While David Davis has built a career around a sound that holds true to the music created by the pioneers of bluegrass, his latest, self-titled project takes a distinctly contemporary path that appears to suit the style of this bluegrass veteran.

Davis was raised in an Alabama farming community and was exposed to bluegrass at an early age. In fact, David Davis is a direct link from the actual origins of bluegrass. “My dad’s older brother, Cleo Davis, was Bill Monroe’s first Blue Grass Boy in 1938. Cleo, my dad and Bobby, the younger brother, all played music growin’ up. Cleo went to play in Nashville with Bill [Monroe] from the latter part of ‘38 to, I guess, the early part of ‘40.” However, the bluegrass odyssey of Cleo Davis soon turned toward family. “He came back to the Lakeland/ Tampa, Florida area and wanted to form a band himself, and then go back to Nashville.” David proudly states that “my dad was a good guitar player. My uncle said that, when he came back from Nashville my dad was a better guitar player than he was, but the next thing you know, World War II starts and they all go to the service.”

“My dad got hurt in the service,” David whispers, “It was in some kind of maneuver when a mortar shell blew up around him and his arm took a big hit. They had to take the right hand off. He was hurt, bad, in the hospital over there and then in Atlanta at a Veteran’s Hospital. He had to learn to walk again.” Yet despite his tragedy David’s father never gave up. “I never saw anything that my dad couldn’t do, except tie his shoelace. I feel like he wanted to play music and it just didn’t work out for him.”

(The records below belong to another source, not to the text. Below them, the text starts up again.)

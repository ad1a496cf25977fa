//! Scrape endpoint for the feed
//!
//! - `GET /metrics`: Prometheus text exposition of [`EngineMetrics`]
//! - `GET /health`: JSON summary of the latest published snapshot

use super::EngineMetrics;
use crate::engine::SnapshotHub;
use anyhow::{Context, Result};
use http_body_util::Full;
use hyper::body::{Bytes, Incoming};
use hyper::header::{HeaderValue, CONTENT_TYPE};
use hyper::server::conn::http1;
use hyper::service::service_fn;
use hyper::{Method, Request, Response, StatusCode};
use hyper_util::rt::TokioIo;
use prometheus::{Encoder, TextEncoder};
use serde::Serialize;
use std::net::SocketAddr;
use std::sync::Arc;
use tokio::net::TcpListener;
use tracing::{debug, info, warn};

const PROMETHEUS_CONTENT_TYPE: &str = "text/plain; version=0.0.4";

#[derive(Debug, Clone)]
pub struct MetricsServerConfig {
    pub listen_addr: SocketAddr,
}

impl MetricsServerConfig {
    pub fn new(listen_addr: SocketAddr) -> Self {
        Self { listen_addr }
    }
}

/// Body of `/health`
#[derive(Debug, Serialize)]
pub struct HealthReport {
    /// "ok", or "degraded" while any instrument is stale
    pub status: &'static str,
    pub tick: u64,
    pub timestamp_ms: u64,
    pub subscribers: usize,
    pub stale_instruments: Vec<String>,
}

impl HealthReport {
    pub fn from_hub(hub: &SnapshotHub) -> Self {
        let snapshot = hub.latest();
        let stale_instruments: Vec<String> =
            snapshot.stale_symbols().map(str::to_string).collect();
        Self {
            status: if stale_instruments.is_empty() { "ok" } else { "degraded" },
            tick: snapshot.tick,
            timestamp_ms: snapshot.timestamp_ms,
            subscribers: hub.subscriber_count(),
            stale_instruments,
        }
    }
}

struct Endpoints {
    metrics: EngineMetrics,
    hub: SnapshotHub,
}

impl Endpoints {
    fn respond(&self, method: &Method, path: &str) -> Response<Full<Bytes>> {
        if method != Method::GET {
            return reply(StatusCode::METHOD_NOT_ALLOWED, "text/plain", "GET only".into());
        }
        match path {
            "/metrics" => match encode_metrics(&self.metrics) {
                Ok(body) => reply(StatusCode::OK, PROMETHEUS_CONTENT_TYPE, body),
                Err(e) => {
                    warn!(error = %e, "Metrics encoding failed");
                    reply(StatusCode::INTERNAL_SERVER_ERROR, "text/plain", format!("{:#}", e))
                }
            },
            "/health" => match serde_json::to_string(&HealthReport::from_hub(&self.hub)) {
                Ok(body) => reply(StatusCode::OK, "application/json", body),
                Err(e) => reply(StatusCode::INTERNAL_SERVER_ERROR, "text/plain", e.to_string()),
            },
            _ => {
                debug!(path, "Unknown path requested");
                reply(StatusCode::NOT_FOUND, "text/plain", "not found".into())
            }
        }
    }
}

fn reply(status: StatusCode, content_type: &'static str, body: String) -> Response<Full<Bytes>> {
    let mut resp = Response::new(Full::new(Bytes::from(body)));
    *resp.status_mut() = status;
    resp.headers_mut()
        .insert(CONTENT_TYPE, HeaderValue::from_static(content_type));
    resp
}

pub struct MetricsServer {
    config: MetricsServerConfig,
    endpoints: Arc<Endpoints>,
}

impl MetricsServer {
    pub fn new(config: MetricsServerConfig, metrics: EngineMetrics, hub: SnapshotHub) -> Self {
        Self {
            config,
            endpoints: Arc::new(Endpoints { metrics, hub }),
        }
    }

    /// Accept connections until the task is dropped or aborted
    pub async fn serve(self) -> Result<()> {
        let listener = TcpListener::bind(self.config.listen_addr)
            .await
            .with_context(|| format!("Failed to bind metrics server on {}", self.config.listen_addr))?;
        info!(addr = %self.config.listen_addr, "Serving /metrics and /health");

        loop {
            let (stream, peer) = match listener.accept().await {
                Ok(conn) => conn,
                Err(e) => {
                    warn!(error = %e, "Accept failed");
                    continue;
                }
            };

            let endpoints = Arc::clone(&self.endpoints);
            tokio::spawn(async move {
                let service = service_fn(move |req: Request<Incoming>| {
                    let resp = endpoints.respond(req.method(), req.uri().path());
                    async move { Ok::<_, hyper::Error>(resp) }
                });
                if let Err(e) = http1::Builder::new()
                    .serve_connection(TokioIo::new(stream), service)
                    .await
                {
                    debug!(%peer, error = %e, "Connection closed with error");
                }
            });
        }
    }
}

/// Prometheus text exposition of every registered family
pub fn encode_metrics(metrics: &EngineMetrics) -> Result<String> {
    let mut buffer = Vec::new();
    TextEncoder::new()
        .encode(&metrics.registry().gather(), &mut buffer)
        .context("Failed to encode metrics")?;
    String::from_utf8(buffer).context("Metrics exposition was not UTF-8")
}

David has vivid memories of his youth and his father’s support of his dreams. However, his mood grows solemn as he discusses a specific time in his childhood. “I learned to play guitar, when I was eight or nine years old, from my dad. I remember, my aunt had an old guitar that was in my mom and dad’s closet. Like a kid might, I was digging around, treasure hunting, and I found this old black guitar.” The boy then asked his father to teach him to play. “I’m sure he never even tried to play a guitar since he got hurt and his old guitar was left overseas. So he got these really big, three-cornered picks, and cut two corners off. He would tape that pick to the stump of his arm; his arm was tapered down below his elbow, down to the wrist area, and he showed me chords on the guitar. If it (the song) wasn’t too fast, he could play rhythm and do runs.”